ART REVIEW; When Words' Meaning
Is in Their Look
By HOLLAND COTTER
Published: October 16, 1998
In certain non-Western cultures, the written word is the emperor of art forms.
The shape of individual characters, the way they interact, can embody the personality
of a writer, the essence of a text, the moral timbre of a society.
Language has rarely enjoyed so privileged a status in Western art. Yet in the
20th century, beginning with Cubism, its visibility has been high. When Picasso
and Braque included images of newsprint in their early still lifes, words suddenly
became things, the pictorial equivalents of bottles, pears and pipes.
In the 1960's, Pop Art made words the sole subjects of paintings and sculptures
(think of Robert Indiana's ''Love''). And Conceptualism offered a new kind of
virtual art, one that existed only in the form of written proposals and descriptions.
Meanwhile, in literature concrete poetry had developed, in which the meaning of
a poem lay not only in what it said but also in how it occupied space on the page.
Cross-disciplinary, language-based work is still very much alive, almost as a
form of resistance, it seems, to a world awash in verbiage. And some recent developments
can be sampled in ''The Next Word: Text and/as Image and/as Design and/as Meaning,''
a group exhibition at the Neuberger Museum of Art in Purchase, N.Y., as well as
in a few Manhattan gallery shows.
Despite its galumphing title, the Neuberger survey, organized by Johanna Drucker,
an artist and art historian, is light on its feet: fun to look at and full of
ideas. Most of the work is new and formally eclectic, ranging from oil paintings
to CD-ROM's. Many one-of-a-kind, handmade pieces are included, but the emphasis
is on print media, and particularly on the intersection of graphic design and
typography with fine art.
The personal touch predominates in the section devoted to concrete and visual
poetry. Here one finds unique, tenderly crafted manuscripts by Jack Hirschman
and Anne Wolf; Emily McVarish's pasted-up words locked inside a metal frame, and
Austin Straus's small painted collage of art historical images.
A collaboration between the poet Charles Bernstein and the artist Susan Bee on
a brain-twisting children's book, ''Little Orphan Anagram,'' has real visual eclat.

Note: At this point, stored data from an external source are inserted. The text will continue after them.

//! Named async mutexes for capabilities that must not overlap.

use std::collections::HashMap;
use std::fmt;
use std::sync::{Arc, Mutex, MutexGuard};

use tokio::sync::{Mutex as AsyncMutex, OwnedMutexGuard};
use tracing::trace;

type LockMap = HashMap<String, Arc<AsyncMutex<()>>>;

fn lock_map(map: &Mutex<LockMap>) -> MutexGuard<'_, LockMap> {
    map.lock().unwrap_or_else(|poisoned| poisoned.into_inner())
}

/// Map from arbitrary key to a mutex, created on first use.
///
/// A key is forgotten again once its last guard drops with nobody waiting.
///
/// ```
/// # async fn demo() {
/// let locks = steward_server::KeyedLocks::default();
/// let _deploy = locks.lock("deploy").await;
/// assert!(locks.try_lock("deploy").is_none());
/// assert!(locks.try_lock("backup").is_some());
/// # }
/// ```
#[derive(Debug, Clone, Default)]
pub struct KeyedLocks {
    inner: Arc<Mutex<LockMap>>,
}

impl KeyedLocks {
    fn mutex(&self, key: &str) -> Arc<AsyncMutex<()>> {
        lock_map(&self.inner).entry(key.to_string()).or_default().clone()
    }

    fn guard(&self, key: &str, guard: OwnedMutexGuard<()>) -> KeyGuard {
        KeyGuard {
            key: key.to_string(),
            guard: Some(guard),
            map: self.inner.clone(),
        }
    }

    /// Waits for the lock named `key`. Released when the guard drops.
    pub async fn lock(&self, key: &str) -> KeyGuard {
        trace!(key, "Acquiring lock");
        let guard = self.mutex(key).lock_owned().await;
        self.guard(key, guard)
    }

    /// Takes the lock named `key` if nobody holds it.
    pub fn try_lock(&self, key: &str) -> Option<KeyGuard> {
        match self.mutex(key).try_lock_owned() {
            Ok(guard) => Some(self.guard(key, guard)),
            Err(_) => {
                forget_if_idle(&self.inner, key);
                None
            }
        }
    }

    /// Number of keys currently held or waited on.
    pub fn len(&self) -> usize {
        lock_map(&self.inner).len()
    }

    pub fn is_empty(&self) -> bool {
        lock_map(&self.inner).is_empty()
    }
}

/// Holds one key of a [`KeyedLocks`].
pub struct KeyGuard {
    key: String,
    guard: Option<OwnedMutexGuard<()>>,
    map: Arc<Mutex<LockMap>>,
}

impl KeyGuard {
    pub fn key(&self) -> &str {
        &self.key
    }
}

impl fmt::Debug for KeyGuard {
    fn fmt(&self, f: &mut fmt::Formatter<'_>) -> fmt::Result {
        f.debug_struct("KeyGuard").field("key", &self.key).finish()
    }
}

impl Drop for KeyGuard {
    fn drop(&mut self) {
        drop(self.guard.take());
        forget_if_idle(&self.map, &self.key);
    }
}

/// Drops `key` from the map when the map holds the only reference to it.
/// Waiters and guards each keep a clone.
fn forget_if_idle(map: &Mutex<LockMap>, key: &str) {
    let mut map = lock_map(map);
    if map.get(key).is_some_and(|mutex| Arc::strong_count(mutex) == 1) {
        map.remove(key);
        trace!(key, "Lock forgotten");
    }
}

#[cfg(test)]
mod tests {
    use super::*;
    use std::sync::atomic::{AtomicUsize, Ordering};
    use std::time::Duration;

    #[tokio::test]
    async fn same_key_serializes() {
        let locks = KeyedLocks::default();
        let inside = Arc::new(AtomicUsize::new(0));
        let peak = Arc::new(AtomicUsize::new(0));

        let mut handles = Vec::new();
        for _ in 0..4 {
            let locks = locks.clone();
            let inside = inside.clone();
            let peak = peak.clone();
            handles.push(tokio::spawn(async move {
                let _guard = locks.lock("deploy").await;
                let now = inside.fetch_add(1, Ordering::SeqCst) + 1;
                peak.fetch_max(now, Ordering::SeqCst);
                tokio::time::sleep(Duration::from_millis(5)).await;
                inside.fetch_sub(1, Ordering::SeqCst);
            }));
        }
        for handle in handles {
            handle.await.unwrap();
        }
        assert_eq!(peak.load(Ordering::SeqCst), 1);
        assert!(locks.is_empty());
    }

    #[tokio::test]
    async fn different_keys_are_independent() {
        let locks = KeyedLocks::default();
        let _a = locks.lock("a").await;
        assert!(locks.try_lock("a").is_none());
        let b = locks.try_lock("b");
        assert!(b.is_some());
        drop(b);
        assert!(locks.try_lock("b").is_some());
        assert_eq!(locks.len(), 1);
    }

    #[tokio::test]
    async fn released_keys_are_forgotten() {
        let locks = KeyedLocks::default();
        for i in 0..100 {
            let guard = locks.lock(&format!("host-{i}")).await;
            assert_eq!(guard.key(), format!("host-{i}"));
        }
        assert!(locks.is_empty());

        // a waiter keeps the key alive after the holder lets go
        let held = locks.lock("deploy").await;
        let waiter = {
            let locks = locks.clone();
            tokio::spawn(async move {
                let _guard = locks.lock("deploy").await;
                tokio::time::sleep(Duration::from_millis(20)).await;
            })
        };
        tokio::time::sleep(Duration::from_millis(20)).await;
        drop(held);
        assert_eq!(locks.len(), 1);
        waiter.await.unwrap();
        assert!(locks.is_empty());

        // a failed try_lock does not leave anything behind either
        let held = locks.try_lock("backup").unwrap();
        assert!(locks.try_lock("backup").is_none());
        drop(held);
        assert!(locks.is_empty());
    }
}
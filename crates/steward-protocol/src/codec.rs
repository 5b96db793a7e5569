//! Payload codecs.
//!
//! Every payload on the wire is a dynamic [`Value`] encoded with one of the
//! [`Codec`]s, optionally zlib-compressed. Client and server must agree on both
//! settings; nothing in the frame says which were used.

use std::convert::Infallible;
use std::fmt;
use std::io::{Read, Write};
use std::str::FromStr;

use flate2::Compression;
use flate2::read::ZlibDecoder;
use flate2::write::ZlibEncoder;
use minicbor::data::Type;
use minicbor::{Decoder, Encoder};
use serde::de::DeserializeOwned;
use serde::{Deserialize, Serialize};
use serde_json::{Map, Number, Value};
use thiserror::Error;

use crate::MAX_MESSAGE_SIZE;
use crate::error::{ProtocolError, ProtocolResult};

/// Nesting limit when decoding CBOR.
const MAX_DEPTH: usize = 128;

/// Malformed payload bytes.
#[derive(Debug, Error)]
pub enum DecodeError {
    #[error("json: {0}")]
    Json(#[from] serde_json::Error),

    #[error("cbor: {0}")]
    Cbor(#[from] minicbor::decode::Error),

    #[error("zlib: {0}")]
    Decompress(#[source] std::io::Error),

    #[error("decompressed payload exceeds {max} bytes")]
    Inflated { max: u32 },

    #[error("indefinite-length CBOR not supported")]
    IndefiniteLength,

    #[error("unsupported CBOR item: {0}")]
    Unsupported(String),

    #[error("nesting deeper than {MAX_DEPTH}")]
    TooDeep,

    #[error("{0} trailing bytes after payload")]
    TrailingBytes(usize),
}

/// Serialization format for payloads.
#[derive(Debug, Clone, Copy, Default, PartialEq, Eq, Serialize, Deserialize)]
#[serde(rename_all = "lowercase")]
pub enum Codec {
    /// Portable structured text.
    #[default]
    Json,
    /// Compact binary.
    Cbor,
}

impl Codec {
    pub fn as_str(self) -> &'static str {
        match self {
            Self::Json => "json",
            Self::Cbor => "cbor",
        }
    }
}

impl fmt::Display for Codec {
    fn fmt(&self, f: &mut fmt::Formatter<'_>) -> fmt::Result {
        f.write_str(self.as_str())
    }
}

impl FromStr for Codec {
    type Err = String;

    fn from_str(s: &str) -> Result<Self, Self::Err> {
        match s.to_ascii_lowercase().as_str() {
            "json" => Ok(Self::Json),
            "cbor" => Ok(Self::Cbor),
            other => Err(format!("unknown codec '{other}' (expected json or cbor)")),
        }
    }
}

/// A codec plus the compression switch.
#[derive(Debug, Clone, Copy, Default, PartialEq, Eq)]
pub struct Serializer {
    pub codec: Codec,
    pub compress: bool,
}

impl Serializer {
    pub fn new(codec: Codec, compress: bool) -> Self {
        Self { codec, compress }
    }

    pub fn json() -> Self {
        Self::new(Codec::Json, false)
    }

    pub fn cbor() -> Self {
        Self::new(Codec::Cbor, false)
    }

    #[must_use]
    pub fn compressed(mut self) -> Self {
        self.compress = true;
        self
    }

    /// Encodes a value, compressing afterwards if enabled.
    pub fn serialize(&self, value: &Value) -> ProtocolResult<Vec<u8>> {
        let raw = match self.codec {
            Codec::Json => serde_json::to_vec(value).map_err(ProtocolError::serialization)?,
            Codec::Cbor => cbor_encode(value).map_err(ProtocolError::serialization)?,
        };
        if !self.compress {
            return Ok(raw);
        }
        let mut encoder = ZlibEncoder::new(Vec::with_capacity(raw.len() / 2), Compression::default());
        encoder.write_all(&raw)?;
        Ok(encoder.finish()?)
    }

    /// Reverses [`serialize`](Self::serialize).
    pub fn deserialize(&self, bytes: &[u8]) -> Result<Value, DecodeError> {
        if self.compress {
            let limit = u64::from(MAX_MESSAGE_SIZE);
            let mut raw = Vec::with_capacity(bytes.len() * 2);
            ZlibDecoder::new(bytes)
                .take(limit + 1)
                .read_to_end(&mut raw)
                .map_err(DecodeError::Decompress)?;
            if raw.len() as u64 > limit {
                return Err(DecodeError::Inflated {
                    max: MAX_MESSAGE_SIZE,
                });
            }
            self.decode_raw(&raw)
        } else {
            self.decode_raw(bytes)
        }
    }

    fn decode_raw(&self, bytes: &[u8]) -> Result<Value, DecodeError> {
        match self.codec {
            Codec::Json => Ok(serde_json::from_slice(bytes)?),
            Codec::Cbor => cbor_decode(bytes),
        }
    }

    /// Serializes any serde type by way of [`Value`].
    pub fn encode<T: Serialize>(&self, message: &T) -> ProtocolResult<Vec<u8>> {
        let value = serde_json::to_value(message).map_err(ProtocolError::serialization)?;
        self.serialize(&value)
    }

    /// Deserializes bytes into a typed message.
    pub fn decode<T: DeserializeOwned>(&self, bytes: &[u8]) -> ProtocolResult<T> {
        let value = self.deserialize(bytes)?;
        serde_json::from_value(value).map_err(|e| ProtocolError::invalid(e.to_string()))
    }
}

fn cbor_encode(value: &Value) -> Result<Vec<u8>, minicbor::encode::Error<Infallible>> {
    let mut buf = Vec::new();
    let mut enc = Encoder::new(&mut buf);
    encode_value(&mut enc, value)?;
    Ok(buf)
}

fn encode_value<W>(enc: &mut Encoder<W>, value: &Value) -> Result<(), minicbor::encode::Error<W::Error>>
where
    W: minicbor::encode::Write,
{
    match value {
        Value::Null => {
            enc.null()?;
        }
        Value::Bool(b) => {
            enc.bool(*b)?;
        }
        Value::Number(n) => {
            if let Some(u) = n.as_u64() {
                enc.u64(u)?;
            } else if let Some(i) = n.as_i64() {
                enc.i64(i)?;
            } else if let Some(f) = n.as_f64() {
                enc.f64(f)?;
            }
        }
        Value::String(s) => {
            enc.str(s)?;
        }
        Value::Array(items) => {
            enc.array(items.len() as u64)?;
            for item in items {
                encode_value(enc, item)?;
            }
        }
        Value::Object(map) => {
            enc.map(map.len() as u64)?;
            for (key, item) in map {
                enc.str(key)?;
                encode_value(enc, item)?;
            }
        }
    }
    Ok(())
}

fn cbor_decode(bytes: &[u8]) -> Result<Value, DecodeError> {
    let mut dec = Decoder::new(bytes);
    let value = decode_value(&mut dec, 0)?;
    let rest = bytes.len() - dec.position();
    if rest != 0 {
        return Err(DecodeError::TrailingBytes(rest));
    }
    Ok(value)
}

fn decode_value(dec: &mut Decoder<'_>, depth: usize) -> Result<Value, DecodeError> {
    if depth > MAX_DEPTH {
        return Err(DecodeError::TooDeep);
    }
    let ty = dec.datatype()?;
    let value = match ty {
        Type::Null | Type::Undefined => {
            dec.skip()?;
            Value::Null
        }
        Type::Bool => Value::Bool(dec.bool()?),
        Type::U8 | Type::U16 | Type::U32 | Type::U64 => Value::from(dec.u64()?),
        Type::I8 | Type::I16 | Type::I32 | Type::I64 => Value::from(dec.i64()?),
        Type::Int => {
            let int = dec.int()?;
            match i64::try_from(int) {
                Ok(i) => Value::from(i),
                Err(_) => u64::try_from(int)
                    .map(Value::from)
                    .map_err(|_| DecodeError::Unsupported("integer out of range".into()))?,
            }
        }
        Type::F16 | Type::F32 | Type::F64 => {
            let f = dec.f64()?;
            Number::from_f64(f)
                .map(Value::Number)
                .ok_or_else(|| DecodeError::Unsupported(format!("non-finite float {f}")))?
        }
        Type::String => Value::String(dec.str()?.to_string()),
        Type::Bytes => Value::Array(dec.bytes()?.iter().map(|b| Value::from(*b)).collect()),
        Type::Array => {
            let len = dec.array()?.ok_or(DecodeError::IndefiniteLength)?;
            let mut items = Vec::new();
            for _ in 0..len {
                items.push(decode_value(dec, depth + 1)?);
            }
            Value::Array(items)
        }
        Type::Map => {
            let len = dec.map()?.ok_or(DecodeError::IndefiniteLength)?;
            let mut map = Map::new();
            for _ in 0..len {
                let key = match dec.datatype()? {
                    Type::String => dec.str()?.to_string(),
                    other => return Err(DecodeError::Unsupported(format!("{other} map key"))),
                };
                map.insert(key, decode_value(dec, depth + 1)?);
            }
            Value::Object(map)
        }
        Type::Tag => {
            dec.tag()?;
            decode_value(dec, depth + 1)?
        }
        Type::BytesIndef | Type::StringIndef | Type::ArrayIndef | Type::MapIndef => {
            return Err(DecodeError::IndefiniteLength);
        }
        other => return Err(DecodeError::Unsupported(other.to_string())),
    };
    Ok(value)
}
//! CLI, multiplexed socket client, event subscriber
//!
//! This crate provides the `steward` command-line interface and the client
//! types it is built on.
//!
//! ```rust,no_run
//! use serde_json::json;
//! use steward_client::Client;
//! use steward_protocol::{Kwargs, Serializer};
//!
//! # async fn demo() -> steward_client::ClientResult<()> {
//! let client = Client::connect("/tmp/steward.sock", Serializer::json()).await?;
//! let pong = client.cmd("ping", Vec::new(), Kwargs::new()).await?;
//! assert_eq!(pong, json!("pong"));
//! # Ok(())
//! # }
//! ```

pub mod cli;
pub mod client;
pub mod commands;
pub mod config;
pub mod error;
pub mod subscriber;

pub use cli::Cli;
pub use client::{Client, PendingCall, Reply, ReqClient};
pub use config::ClientConfig;
pub use error::{ClientError, ClientResult};
pub use subscriber::Subscriber;
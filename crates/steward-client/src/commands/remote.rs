//! Commands that talk to a running server.

use serde_json::{Value, json};
use tracing::debug;

use crate::cli::{parse_arguments, parse_keywords};
use crate::client::{Client, Reply};
use crate::config::ClientConfig;
use crate::error::{ClientError, ClientResult};
use crate::subscriber::Subscriber;

async fn connect(config: &ClientConfig) -> ClientResult<Client> {
    Ok(Client::connect(config.socket_path(), config.serializer())
        .await?
        .with_meta(config.meta.clone())
        .with_timeout(config.timeout()))
}

/// Runs one command, printing partials to stderr and the result to stdout.
pub async fn call(config: &ClientConfig, command: &str, words: &[String]) -> ClientResult<()> {
    let command = config.resolve_alias(command);
    let (args, kwargs) = parse_arguments(words)?;
    let client = connect(config).await?;

    let mut pending = client.call(command, args, kwargs).await?;
    loop {
        match pending.next().await? {
            Reply::Partial { tag, desc } => eprintln!("[{tag}] {desc}"),
            Reply::Done(value) => {
                if let Some(text) = render_value(&value) {
                    println!("{text}");
                }
                return Ok(());
            }
        }
    }
}

/// Publishes `channel` with the `key=value` words as payload.
pub async fn publish(config: &ClientConfig, channel: &str, words: &[String]) -> ClientResult<()> {
    let kwargs = parse_keywords(words)?;
    let client = connect(config).await?;
    client.cmd("pub", vec![json!(channel)], kwargs).await?;
    Ok(())
}

/// Lists the server's commands with the first line of their docs.
pub async fn commands(config: &ClientConfig) -> ClientResult<()> {
    let client = connect(config).await?;
    let listing = client.cmd("commands", Vec::new(), Default::default()).await?;
    println!("{}", render_listing(&listing)?);
    Ok(())
}

pub async fn status(config: &ClientConfig) -> ClientResult<()> {
    let client = connect(config).await?;
    let status = client.cmd("status", Vec::new(), Default::default()).await?;
    if let Some(text) = render_value(&status) {
        println!("{text}");
    }
    Ok(())
}

/// Prints events until the connection closes or Ctrl+C.
pub async fn subscribe(config: &ClientConfig, prefixes: &[String]) -> ClientResult<()> {
    let mut subscriber = Subscriber::connect(config.publish_path(), config.serializer()).await?;
    if prefixes.is_empty() {
        subscriber.subscribe("").await?;
    }
    for prefix in prefixes {
        subscriber.subscribe(prefix).await?;
    }

    loop {
        tokio::select! {
            event = subscriber.next_event() => {
                let event = event?;
                println!("{} {}", event.topic, event.payload);
            }
            _ = tokio::signal::ctrl_c() => {
                debug!("Interrupted, leaving");
                return Ok(());
            }
        }
    }
}

/// Text for a command result; `None` prints nothing.
pub fn render_value(value: &Value) -> Option<String> {
    match value {
        Value::Null => None,
        Value::String(text) => Some(text.trim_end_matches('\n').to_string()),
        other => Some(serde_json::to_string_pretty(other).unwrap_or_else(|_| other.to_string())),
    }
}

/// Renders `[[name, doc], ...]` as aligned lines.
pub fn render_listing(listing: &Value) -> ClientResult<String> {
    let malformed = || ClientError::Protocol("unexpected command listing".into());
    let rows = listing
        .as_array()
        .ok_or_else(malformed)?
        .iter()
        .map(|row| {
            let name = row.get(0).and_then(Value::as_str).ok_or_else(malformed)?;
            let doc = row.get(1).and_then(Value::as_str).unwrap_or_default();
            let summary = doc.trim().lines().next().unwrap_or_default();
            Ok((name, summary))
        })
        .collect::<ClientResult<Vec<_>>>()?;

    let width = rows.iter().map(|(name, _)| name.len()).max().unwrap_or(0);
    let lines: Vec<String> = rows
        .iter()
        .map(|(name, summary)| format!("{name:<width$}  {summary}").trim_end().to_string())
        .collect();
    Ok(lines.join("\n"))
}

So does Paula Scher's ''Opinionated Map: Central and South America,'' in which
every inch of the Southern Hemisphere is jammed with critical annotation.
Elsewhere, the printed text, often taking a cue from advertising, comes to the
fore. Blair Seagram's ''U Temp est Us'' uses a sleek sans-serif type, offbeat
spacing and shifting character sizes to hide phrases within other phrases. And
a light-board display by the up-and-coming collaborative duo known as Eric Heather
Chan Schatz turns an elaborate marketing chart into an exercise in jazzy patterning.
The three members of another team -- ReVerb (Somi Kim, Lisa Nugent and Susan Parr)
-- lead a double life. They work as corporate designers and moonlight as political
artists (or maybe the other way around), using the same graphic strategies in
both contexts.
Political content figures heavily in the show, for example, in artists' books,
from Murray Zimiles's big, expressionistic account of Nazi book burning, to Brad
Freeman's compact quasi-documentaries, to Joan Goswell's brilliant, wired satiric
account of the Bush Presidency, partly executed with rubber stamps.
The artists of the group Class Action put subversive messages on billboards and
T-shirts. Other designers tap the ideological potential of commercial graphics
more subtly, as in a poster by Bruce Mau in which the phrase ''the blurring of
our boundaries suggests the shape of new terrain'' emerges from a photocollage
of bird species.
And sometimes typography scores points on its own. One script, designed by the
Font Bureau and notable for its fussy, curlicued elegance, spells out the words
''in the quietly restrained, nobly formed and deeply felt typeface we strive to
express ourselves and our times.'' Other fonts, designed by Zuzana Licko and Edward
Fella, move into the realm of abstract art.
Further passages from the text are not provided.